◆ **What the task asks**
Give back one number only: how many lines in the material below contain "WatchIndex".
^^^^
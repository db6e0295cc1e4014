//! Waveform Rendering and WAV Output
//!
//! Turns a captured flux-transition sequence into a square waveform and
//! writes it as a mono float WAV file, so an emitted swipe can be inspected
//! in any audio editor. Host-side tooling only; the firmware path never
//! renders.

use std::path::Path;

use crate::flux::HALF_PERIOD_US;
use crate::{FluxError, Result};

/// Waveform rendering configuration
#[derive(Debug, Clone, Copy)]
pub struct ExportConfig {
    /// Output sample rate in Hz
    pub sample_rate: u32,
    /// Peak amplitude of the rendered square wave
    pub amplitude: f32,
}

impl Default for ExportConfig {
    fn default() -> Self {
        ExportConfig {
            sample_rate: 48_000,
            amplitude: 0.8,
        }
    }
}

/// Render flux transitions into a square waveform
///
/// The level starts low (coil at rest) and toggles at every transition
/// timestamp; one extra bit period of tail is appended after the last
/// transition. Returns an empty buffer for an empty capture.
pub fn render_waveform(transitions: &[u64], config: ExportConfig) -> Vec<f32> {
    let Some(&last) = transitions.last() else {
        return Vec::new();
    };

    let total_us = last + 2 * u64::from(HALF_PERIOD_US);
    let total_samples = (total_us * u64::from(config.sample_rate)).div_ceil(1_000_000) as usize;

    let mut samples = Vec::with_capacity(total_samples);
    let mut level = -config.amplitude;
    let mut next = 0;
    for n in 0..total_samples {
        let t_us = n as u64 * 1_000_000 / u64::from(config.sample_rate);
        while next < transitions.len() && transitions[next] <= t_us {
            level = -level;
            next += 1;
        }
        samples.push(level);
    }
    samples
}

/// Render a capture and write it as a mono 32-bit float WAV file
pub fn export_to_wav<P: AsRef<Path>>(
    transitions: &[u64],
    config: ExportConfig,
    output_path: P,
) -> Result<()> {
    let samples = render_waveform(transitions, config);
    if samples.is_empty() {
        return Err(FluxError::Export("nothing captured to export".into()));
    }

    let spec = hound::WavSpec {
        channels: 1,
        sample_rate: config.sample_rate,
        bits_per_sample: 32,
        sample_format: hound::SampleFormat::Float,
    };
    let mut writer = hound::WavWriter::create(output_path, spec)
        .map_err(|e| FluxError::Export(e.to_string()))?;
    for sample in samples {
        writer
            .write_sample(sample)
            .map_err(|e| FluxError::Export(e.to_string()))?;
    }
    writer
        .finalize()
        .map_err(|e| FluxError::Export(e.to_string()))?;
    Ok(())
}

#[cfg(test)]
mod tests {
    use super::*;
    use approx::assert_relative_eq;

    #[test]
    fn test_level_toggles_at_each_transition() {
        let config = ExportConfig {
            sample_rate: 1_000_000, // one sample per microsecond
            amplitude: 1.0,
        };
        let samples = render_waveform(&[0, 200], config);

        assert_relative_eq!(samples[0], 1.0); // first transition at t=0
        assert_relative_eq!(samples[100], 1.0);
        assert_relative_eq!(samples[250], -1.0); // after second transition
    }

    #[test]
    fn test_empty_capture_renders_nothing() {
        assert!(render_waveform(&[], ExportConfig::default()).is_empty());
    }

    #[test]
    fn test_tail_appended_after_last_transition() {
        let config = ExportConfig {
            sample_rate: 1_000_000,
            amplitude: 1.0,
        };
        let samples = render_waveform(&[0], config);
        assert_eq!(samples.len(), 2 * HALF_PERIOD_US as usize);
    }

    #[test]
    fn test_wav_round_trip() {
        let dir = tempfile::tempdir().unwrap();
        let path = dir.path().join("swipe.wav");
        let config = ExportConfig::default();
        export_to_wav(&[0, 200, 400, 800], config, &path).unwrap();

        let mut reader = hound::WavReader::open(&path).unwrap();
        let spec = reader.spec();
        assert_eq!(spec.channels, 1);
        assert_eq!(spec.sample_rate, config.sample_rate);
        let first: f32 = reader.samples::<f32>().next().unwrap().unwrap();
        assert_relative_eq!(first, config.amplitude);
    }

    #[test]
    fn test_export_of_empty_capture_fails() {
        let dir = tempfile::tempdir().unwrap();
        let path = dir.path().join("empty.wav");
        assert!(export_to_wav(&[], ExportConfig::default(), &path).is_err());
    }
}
^^^^
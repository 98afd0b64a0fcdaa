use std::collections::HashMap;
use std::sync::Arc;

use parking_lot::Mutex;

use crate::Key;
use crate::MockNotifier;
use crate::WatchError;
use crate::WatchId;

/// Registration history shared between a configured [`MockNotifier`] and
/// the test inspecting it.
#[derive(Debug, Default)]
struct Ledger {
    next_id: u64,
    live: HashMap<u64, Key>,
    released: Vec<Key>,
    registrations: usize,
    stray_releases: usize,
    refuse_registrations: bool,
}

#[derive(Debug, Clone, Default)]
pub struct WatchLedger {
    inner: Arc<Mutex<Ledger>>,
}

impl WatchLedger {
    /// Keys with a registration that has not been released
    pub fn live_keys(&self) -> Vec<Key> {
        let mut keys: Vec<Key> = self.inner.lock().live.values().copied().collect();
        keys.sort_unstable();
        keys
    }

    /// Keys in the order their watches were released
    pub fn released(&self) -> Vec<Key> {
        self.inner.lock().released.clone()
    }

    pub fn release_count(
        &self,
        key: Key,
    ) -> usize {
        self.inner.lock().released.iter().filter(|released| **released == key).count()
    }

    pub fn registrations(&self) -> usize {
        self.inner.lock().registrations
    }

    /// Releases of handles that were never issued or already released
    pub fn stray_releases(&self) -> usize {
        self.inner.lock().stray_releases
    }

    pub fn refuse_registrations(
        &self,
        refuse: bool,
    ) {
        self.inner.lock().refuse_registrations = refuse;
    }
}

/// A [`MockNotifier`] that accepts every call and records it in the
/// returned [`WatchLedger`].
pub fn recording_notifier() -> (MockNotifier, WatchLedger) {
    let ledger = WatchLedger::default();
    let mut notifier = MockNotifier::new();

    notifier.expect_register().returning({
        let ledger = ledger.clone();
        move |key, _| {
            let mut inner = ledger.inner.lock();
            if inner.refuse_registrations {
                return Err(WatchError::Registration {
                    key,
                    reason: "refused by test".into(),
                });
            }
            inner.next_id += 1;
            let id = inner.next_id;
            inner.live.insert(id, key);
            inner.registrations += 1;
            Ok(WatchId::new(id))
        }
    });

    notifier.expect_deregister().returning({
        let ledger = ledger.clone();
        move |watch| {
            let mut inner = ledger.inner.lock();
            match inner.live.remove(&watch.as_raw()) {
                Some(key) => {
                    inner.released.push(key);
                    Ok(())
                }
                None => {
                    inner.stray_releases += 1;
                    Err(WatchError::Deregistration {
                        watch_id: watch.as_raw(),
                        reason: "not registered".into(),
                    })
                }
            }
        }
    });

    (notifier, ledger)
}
^^^^
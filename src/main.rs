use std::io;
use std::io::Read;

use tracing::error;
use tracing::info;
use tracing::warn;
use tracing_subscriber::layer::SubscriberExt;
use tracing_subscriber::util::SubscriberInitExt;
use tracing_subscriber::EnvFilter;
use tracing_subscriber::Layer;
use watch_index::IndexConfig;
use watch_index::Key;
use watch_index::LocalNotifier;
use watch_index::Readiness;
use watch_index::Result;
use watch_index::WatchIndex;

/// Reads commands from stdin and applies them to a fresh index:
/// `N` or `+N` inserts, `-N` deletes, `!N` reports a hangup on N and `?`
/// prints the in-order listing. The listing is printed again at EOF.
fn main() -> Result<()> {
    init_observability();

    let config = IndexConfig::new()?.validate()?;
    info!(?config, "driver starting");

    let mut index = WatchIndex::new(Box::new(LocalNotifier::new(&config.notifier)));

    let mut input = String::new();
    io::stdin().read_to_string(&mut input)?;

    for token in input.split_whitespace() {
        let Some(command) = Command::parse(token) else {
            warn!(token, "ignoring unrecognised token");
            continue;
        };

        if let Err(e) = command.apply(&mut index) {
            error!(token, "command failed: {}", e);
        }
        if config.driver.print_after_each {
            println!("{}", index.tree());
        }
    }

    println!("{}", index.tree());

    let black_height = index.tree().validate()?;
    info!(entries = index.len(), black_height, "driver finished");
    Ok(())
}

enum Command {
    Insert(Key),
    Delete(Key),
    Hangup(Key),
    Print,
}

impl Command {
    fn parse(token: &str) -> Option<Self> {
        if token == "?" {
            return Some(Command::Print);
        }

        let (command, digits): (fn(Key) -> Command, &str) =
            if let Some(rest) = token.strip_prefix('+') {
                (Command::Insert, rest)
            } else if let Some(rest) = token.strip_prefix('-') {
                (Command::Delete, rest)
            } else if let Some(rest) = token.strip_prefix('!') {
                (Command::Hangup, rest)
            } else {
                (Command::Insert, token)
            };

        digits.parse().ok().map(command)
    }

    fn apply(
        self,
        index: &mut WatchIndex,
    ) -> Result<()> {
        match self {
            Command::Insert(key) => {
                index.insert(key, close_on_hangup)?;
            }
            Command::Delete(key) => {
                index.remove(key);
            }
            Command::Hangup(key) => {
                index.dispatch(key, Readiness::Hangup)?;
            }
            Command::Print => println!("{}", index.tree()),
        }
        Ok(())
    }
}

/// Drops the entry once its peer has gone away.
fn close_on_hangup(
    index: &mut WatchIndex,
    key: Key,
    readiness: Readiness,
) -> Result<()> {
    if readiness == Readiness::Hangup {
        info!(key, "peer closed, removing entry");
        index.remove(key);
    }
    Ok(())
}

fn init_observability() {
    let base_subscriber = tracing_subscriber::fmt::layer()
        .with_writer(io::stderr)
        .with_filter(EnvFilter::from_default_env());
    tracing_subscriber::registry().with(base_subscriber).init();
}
^^^^
◆ **Written solution**
4